Place toffee pieces, nuts, or nonpareils in a shallow dish. If desired, insert a skewer into each caramel. Dip one caramel into melted candy coating; turn to coat as much of the caramel as desired, allowing excess coating to drip off caramel. (If not using skewers, use a fork to lift caramel out of candy coating, drawing the fork across the rim of the glass measure to remove excess coating from caramel.)

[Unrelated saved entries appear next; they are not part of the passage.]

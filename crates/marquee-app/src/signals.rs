//! OS signal handling for graceful shutdown

use tokio::sync::mpsc;

use crate::message::Message;
use marquee_core::prelude::*;

/// Spawn a task that listens for OS signals and sends quit messages
pub fn spawn_signal_handler(tx: mpsc::Sender<Message>) {
    tokio::spawn(async move {
        if let Err(e) = wait_for_signal().await {
            error!("Signal handler error: {}", e);
            return;
        }

        info!("Shutdown signal received");
        let _ = tx.send(Message::Quit).await;
    });
}

/// Wait for a termination signal
async fn wait_for_signal() -> Result<()> {
    #[cfg(unix)]
    {
        use tokio::signal::unix::{signal, SignalKind};

        let mut sigint = signal(SignalKind::interrupt())
            .map_err(|e| Error::terminal(format!("Failed to create SIGINT handler: {}", e)))?;
        let mut sigterm = signal(SignalKind::terminate())
            .map_err(|e| Error::terminal(format!("Failed to create SIGTERM handler: {}", e)))?;

        tokio::select! {
            _ = sigint.recv() => debug!("Received SIGINT"),
            _ = sigterm.recv() => debug!("Received SIGTERM"),
        }

        Ok(())
    }

    #[cfg(not(unix))]
    {
        tokio::signal::ctrl_c()
            .await
            .map_err(|e| Error::terminal(format!("Failed to listen for Ctrl+C: {}", e)))?;
        debug!("Received Ctrl+C");
        Ok(())
    }
}
//! Key event handlers for different UI modes

use crate::input::InputKey;
use crate::message::Message;
use crate::state::{AppState, Focus, UiMode};
use crate::table_view::SortOrder;

/// Convert key events to messages based on current phase and UI mode
pub fn handle_key(state: &AppState, key: InputKey) -> Option<Message> {
    if !state.is_interactive() {
        return handle_key_loading(state, key);
    }
    match state.ui_mode {
        UiMode::SearchInput => handle_key_search_input(key),
        UiMode::Normal => handle_key_normal(state, key),
    }
}

/// Handle key events before the dashboard accepts input
fn handle_key_loading(state: &AppState, key: InputKey) -> Option<Message> {
    match key {
        InputKey::Char('q') | InputKey::Esc => Some(Message::Quit),
        InputKey::CharCtrl('c') => Some(Message::Quit),
        // Retry after a failed load
        InputKey::Char('r') if state.load_error.is_some() => Some(Message::LoadDataset),
        _ => None,
    }
}

/// Handle key events in search input mode
fn handle_key_search_input(key: InputKey) -> Option<Message> {
    match key {
        // Restore the previous term
        InputKey::Esc => Some(Message::CancelSearch),

        // Keep the term, back to normal mode
        InputKey::Enter => Some(Message::SubmitSearch),

        InputKey::Backspace => Some(Message::SearchBackspace),

        // Clear all input
        InputKey::CharCtrl('u') => Some(Message::SearchClear),

        InputKey::Char(c) => Some(Message::SearchInput(c)),

        // Force quit even in search mode
        InputKey::CharCtrl('c') => Some(Message::Quit),

        _ => None,
    }
}

/// Handle key events in normal mode
fn handle_key_normal(state: &AppState, key: InputKey) -> Option<Message> {
    match key {
        InputKey::Char('q') | InputKey::Esc => Some(Message::Quit),
        InputKey::CharCtrl('c') => Some(Message::Quit),

        // ─────────────────────────────────────────────────────────
        // Controls
        // ─────────────────────────────────────────────────────────
        InputKey::Char('/') => Some(Message::StartSearch),
        InputKey::Char('y') => Some(Message::SortTable(SortOrder::ByYear)),
        InputKey::Char('b') => Some(Message::SortTable(SortOrder::ByBoxOffice)),
        InputKey::Char('n') => Some(Message::SortTable(SortOrder::None)),

        // ─────────────────────────────────────────────────────────
        // Focus
        // ─────────────────────────────────────────────────────────
        InputKey::Tab => Some(Message::FocusNext),
        InputKey::BackTab => Some(Message::FocusPrev),

        _ => match state.focus {
            Focus::Table => handle_key_table(key),
            Focus::Chart(_) => handle_key_chart(key),
        },
    }
}

/// Navigation keys while the table has focus
fn handle_key_table(key: InputKey) -> Option<Message> {
    match key {
        InputKey::Char('j') | InputKey::Down => Some(Message::ScrollDown),
        InputKey::Char('k') | InputKey::Up => Some(Message::ScrollUp),
        InputKey::Char('g') | InputKey::Home => Some(Message::ScrollToTop),
        InputKey::Char('G') | InputKey::End => Some(Message::ScrollToBottom),
        InputKey::PageUp => Some(Message::PageUp),
        InputKey::PageDown => Some(Message::PageDown),
        _ => None,
    }
}

/// Navigation keys while a chart has focus
fn handle_key_chart(key: InputKey) -> Option<Message> {
    match key {
        InputKey::Left | InputKey::Up | InputKey::Char('h') | InputKey::Char('k') => {
            Some(Message::SelectPrevPoint)
        }
        InputKey::Right | InputKey::Down | InputKey::Char('l') | InputKey::Char('j') => {
            Some(Message::SelectNextPoint)
        }
        InputKey::Enter => Some(Message::ActivatePoint),
        _ => None,
    }
}
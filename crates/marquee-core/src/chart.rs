//! Chart configuration for the dashboard's four charts
//!
//! A [`ChartConfig`] is the plotting-library-neutral description of one
//! chart: labels, values, colors and the tooltip text for every data point.
//! The terminal renders it with ratatui widgets; the HTML export serializes
//! it to a Chart.js configuration with [`ChartConfig::to_chartjs`].

use std::fmt;

use serde_json::{json, Value};

use crate::aggregate::{self, CountryCounts, YearTotal};
use crate::film::FilmRecord;
use crate::format::{format_box_office, format_currency};
use crate::wrap::{wrap_text, DEFAULT_WRAP_WIDTH};

/// An RGBA color with alpha in `0.0..=1.0`.
#[derive(Debug, Clone, Copy, PartialEq)]
pub struct Rgba {
    pub r: u8,
    pub g: u8,
    pub b: u8,
    pub a: f32,
}

impl Rgba {
    pub const fn new(r: u8, g: u8, b: u8, a: f32) -> Self {
        Self { r, g, b, a }
    }

    /// Same color with a different alpha.
    pub const fn with_alpha(self, a: f32) -> Self {
        Self { a, ..self }
    }
}

impl fmt::Display for Rgba {
    fn fmt(&self, f: &mut fmt::Formatter<'_>) -> fmt::Result {
        write!(f, "rgba({}, {}, {}, {})", self.r, self.g, self.b, self.a)
    }
}

/// Gold accent (#D4AF37).
pub const GOLD: Rgba = Rgba::new(212, 175, 55, 1.0);

/// Pie slice palette, reused from the start when there are more slices.
pub const COUNTRY_PALETTE: [Rgba; 7] = [
    Rgba::new(255, 99, 132, 0.8),
    Rgba::new(54, 162, 235, 0.8),
    Rgba::new(255, 206, 86, 0.8),
    Rgba::new(75, 192, 192, 0.8),
    Rgba::new(153, 102, 255, 0.8),
    Rgba::new(255, 159, 64, 0.8),
    Rgba::new(201, 203, 207, 0.8),
];

#[derive(Debug, Clone, Copy, PartialEq, Eq)]
pub enum ChartKind {
    Bar,
    Line,
    Pie,
}

impl ChartKind {
    pub fn as_str(&self) -> &'static str {
        match self {
            ChartKind::Bar => "bar",
            ChartKind::Line => "line",
            ChartKind::Pie => "pie",
        }
    }
}

/// How a data point's tooltip text is produced.
#[derive(Debug, Clone, PartialEq)]
pub enum TooltipLabel {
    /// `Box Office: $X` followed by the film's insight, wrapped.
    FilmBoxOffice {
        insights: Vec<Option<String>>,
        wrap_width: usize,
    },
    /// `Total Box Office: $X`
    DirectorTotal,
    /// `Yearly Total: $X`
    YearlyTotal,
    /// `<label>: <n> film(s)`
    FilmCount,
}

/// Everything a plotting backend needs to draw one chart.
#[derive(Debug, Clone, PartialEq)]
pub struct ChartConfig {
    pub kind: ChartKind,
    pub title: String,
    pub dataset_label: String,
    pub labels: Vec<String>,
    pub values: Vec<f64>,
    /// Fill colors; a single entry applies to every point.
    pub fill: Vec<Rgba>,
    pub border: Option<Rgba>,
    pub tooltip: TooltipLabel,
}

impl ChartConfig {
    /// Bar chart of the highest grossing films.
    pub fn top_films(films: &[&FilmRecord], wrap_width: usize) -> Self {
        Self {
            kind: ChartKind::Bar,
            title: "Top Grossing Films".to_string(),
            dataset_label: "Box Office (USD)".to_string(),
            labels: films.iter().map(|f| f.title.clone()).collect(),
            values: films.iter().map(|f| f.box_office_or_zero()).collect(),
            fill: vec![GOLD.with_alpha(0.6)],
            border: Some(GOLD),
            tooltip: TooltipLabel::FilmBoxOffice {
                insights: films.iter().map(|f| f.insight.clone()).collect(),
                wrap_width,
            },
        }
    }

    /// Bar chart of directors ranked by total gross.
    pub fn director_leaderboard(ranked: &[(String, f64)]) -> Self {
        Self {
            kind: ChartKind::Bar,
            title: "Director Leaderboard".to_string(),
            dataset_label: "Total Box Office (USD)".to_string(),
            labels: ranked.iter().map(|(name, _)| name.clone()).collect(),
            values: ranked.iter().map(|(_, total)| *total).collect(),
            fill: vec![GOLD.with_alpha(0.6)],
            border: Some(GOLD),
            tooltip: TooltipLabel::DirectorTotal,
        }
    }

    /// Line chart of yearly totals.
    pub fn box_office_over_time(years: &[YearTotal]) -> Self {
        Self {
            kind: ChartKind::Line,
            title: "Box Office Over Time".to_string(),
            dataset_label: "Total Box Office (USD)".to_string(),
            labels: years.iter().map(|y| y.year.to_string()).collect(),
            values: years.iter().map(|y| y.total).collect(),
            fill: vec![GOLD.with_alpha(0.2)],
            border: Some(GOLD),
            tooltip: TooltipLabel::YearlyTotal,
        }
    }

    /// Pie chart of film counts per country, colored in first-occurrence order.
    pub fn country_distribution(counts: &CountryCounts) -> Self {
        let labels: Vec<String> = counts.iter().map(|(c, _)| c.to_string()).collect();
        let fill = (0..labels.len())
            .map(|i| COUNTRY_PALETTE[i % COUNTRY_PALETTE.len()])
            .collect();
        Self {
            kind: ChartKind::Pie,
            title: "Country Distribution".to_string(),
            dataset_label: "# of Films".to_string(),
            labels,
            values: counts.iter().map(|(_, n)| n as f64).collect(),
            fill,
            border: None,
            tooltip: TooltipLabel::FilmCount,
        }
    }

    pub fn len(&self) -> usize {
        self.values.len()
    }

    pub fn is_empty(&self) -> bool {
        self.values.is_empty()
    }

    /// Fill color for the point at `index`.
    pub fn color_for(&self, index: usize) -> Rgba {
        if self.fill.is_empty() {
            return GOLD;
        }
        self.fill[index % self.fill.len()]
    }

    /// Tooltip lines for the point at `index`; empty when out of range.
    pub fn tooltip_lines(&self, index: usize) -> Vec<String> {
        let Some(&value) = self.values.get(index) else {
            return Vec::new();
        };
        match &self.tooltip {
            TooltipLabel::FilmBoxOffice {
                insights,
                wrap_width,
            } => {
                let mut lines = vec![format!("Box Office: {}", format_box_office(Some(value)))];
                if let Some(Some(insight)) = insights.get(index) {
                    lines.extend(wrap_text(insight, *wrap_width));
                }
                lines
            }
            TooltipLabel::DirectorTotal => {
                vec![format!("Total Box Office: {}", format_currency(value))]
            }
            TooltipLabel::YearlyTotal => {
                vec![format!("Yearly Total: {}", format_currency(value))]
            }
            TooltipLabel::FilmCount => {
                let label = self.labels.get(index).map(String::as_str).unwrap_or("");
                vec![format!("{}: {} film(s)", label, value as u64)]
            }
        }
    }

    /// Insight attached to a top-film point, if this chart carries them.
    pub fn insight(&self, index: usize) -> Option<&str> {
        match &self.tooltip {
            TooltipLabel::FilmBoxOffice { insights, .. } => {
                insights.get(index).and_then(|i| i.as_deref())
            }
            _ => None,
        }
    }

    /// Chart.js configuration. Each dataset carries `tooltipLines`, the
    /// precomputed tooltip text per point, for the page's label callback.
    pub fn to_chartjs(&self) -> Value {
        let tooltip_lines: Vec<Vec<String>> =
            (0..self.len()).map(|i| self.tooltip_lines(i)).collect();

        let background: Value = match self.kind {
            ChartKind::Pie => json!(self.fill.iter().map(Rgba::to_string).collect::<Vec<_>>()),
            _ => json!(self.color_for(0).to_string()),
        };

        let mut dataset = json!({
            "label": self.dataset_label,
            "data": self.values,
            "backgroundColor": background,
            "tooltipLines": tooltip_lines,
        });

        if let Some(border) = self.border {
            dataset["borderColor"] = json!(border.to_string());
        }
        match self.kind {
            ChartKind::Bar => {
                dataset["borderWidth"] = json!(1);
                dataset["borderRadius"] = json!(4);
                dataset["hoverBackgroundColor"] = json!(GOLD.with_alpha(0.8).to_string());
            }
            ChartKind::Line => {
                dataset["tension"] = json!(0.2);
                dataset["fill"] = json!(true);
                dataset["pointRadius"] = json!(3);
                dataset["pointHoverRadius"] = json!(6);
            }
            ChartKind::Pie => {}
        }

        let mut options = json!({
            "responsive": true,
            "plugins": {
                "tooltip": { "displayColors": false },
            },
        });
        if self.kind != ChartKind::Pie {
            options["interaction"] = json!({ "mode": "index", "intersect": false });
            options["scales"] = json!({
                "y": {
                    "beginAtZero": self.kind == ChartKind::Bar,
                    "ticks": { "color": "#ccc" },
                    "grid": { "color": "#444" },
                },
                "x": {
                    "ticks": { "color": "#ccc" },
                    "grid": { "display": self.kind == ChartKind::Line, "color": "#444" },
                },
            });
        } else {
            options["plugins"]["legend"] = json!({ "labels": { "color": "#ccc" } });
        }

        // Clicking a film bar reports its insight; the legend stays fixed
        if let TooltipLabel::FilmBoxOffice { insights, .. } = &self.tooltip {
            dataset["insights"] = json!(insights);
            options["plugins"]["legend"] = json!({ "onClick": null });
        }

        json!({
            "type": self.kind.as_str(),
            "data": {
                "labels": self.labels,
                "datasets": [dataset],
            },
            "options": options,
        })
    }
}

/// Ranking sizes and tooltip width used when building the chart set.
#[derive(Debug, Clone, Copy, PartialEq, Eq)]
pub struct ChartOptions {
    pub top_films: usize,
    pub top_directors: usize,
    pub wrap_width: usize,
}

impl Default for ChartOptions {
    fn default() -> Self {
        Self {
            top_films: 10,
            top_directors: 10,
            wrap_width: DEFAULT_WRAP_WIDTH,
        }
    }
}

/// The four dashboard charts, built together from the full catalog.
#[derive(Debug, Clone, PartialEq)]
pub struct ChartSet {
    pub top_films: ChartConfig,
    pub directors: ChartConfig,
    pub over_time: ChartConfig,
    pub countries: ChartConfig,
}

impl ChartSet {
    pub fn build(films: &[FilmRecord], options: ChartOptions) -> Self {
        let top = aggregate::top_n_by_box_office(films, options.top_films);
        let directors = aggregate::top_directors(
            &aggregate::director_totals(films),
            options.top_directors,
        );
        Self {
            top_films: ChartConfig::top_films(&top, options.wrap_width),
            directors: ChartConfig::director_leaderboard(&directors),
            over_time: ChartConfig::box_office_over_time(&aggregate::yearly_totals(films)),
            countries: ChartConfig::country_distribution(&aggregate::country_counts(films)),
        }
    }

    /// Charts in dashboard order.
    pub fn iter(&self) -> impl Iterator<Item = &ChartConfig> {
        [&self.top_films, &self.directors, &self.over_time, &self.countries].into_iter()
    }
}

Place dipped caramel in toffee pieces, nuts, and/or nonpareils, turning to coat. Place coated caramel on a baking sheet lined with waxed paper. Repeat with remaining caramels. Let caramels stand about 1 hour or until coating dries.
If desired, microwave 2 ounces of a contrasting color of candy coating in a plastic bag until melted. Snip a small hole in one corner of bag and drizzle additional coating over coated caramels. Let caramels stand until set. Makes 48 pieces.
- 1 c. butter
- 1 (16 oz.) pkg. brown sugar
- Dash salt
- 1 c. light corn syrup
- 1 (14 oz.) can sweetened condensed milk
- 1 tsp. vanilla
- Generously butter 9" x 9" x 2" pan.
- In heavy 3-quart pan, melt butter. Add sugar and dash of salt. Stir thoroughly.
- Stir in corn syrup. Gradually add sweetened condensed milk, stirring constantly. Cook over medium heat, stirring occasionally, to 245 degrees (firm ball).
- Mixture should boil gently over entire surface for 15 to 20 minutes.
- Remove from heat and stir in vanilla. Cool completely.
- Cut with wet, sharp knife. Wrap in wax paper.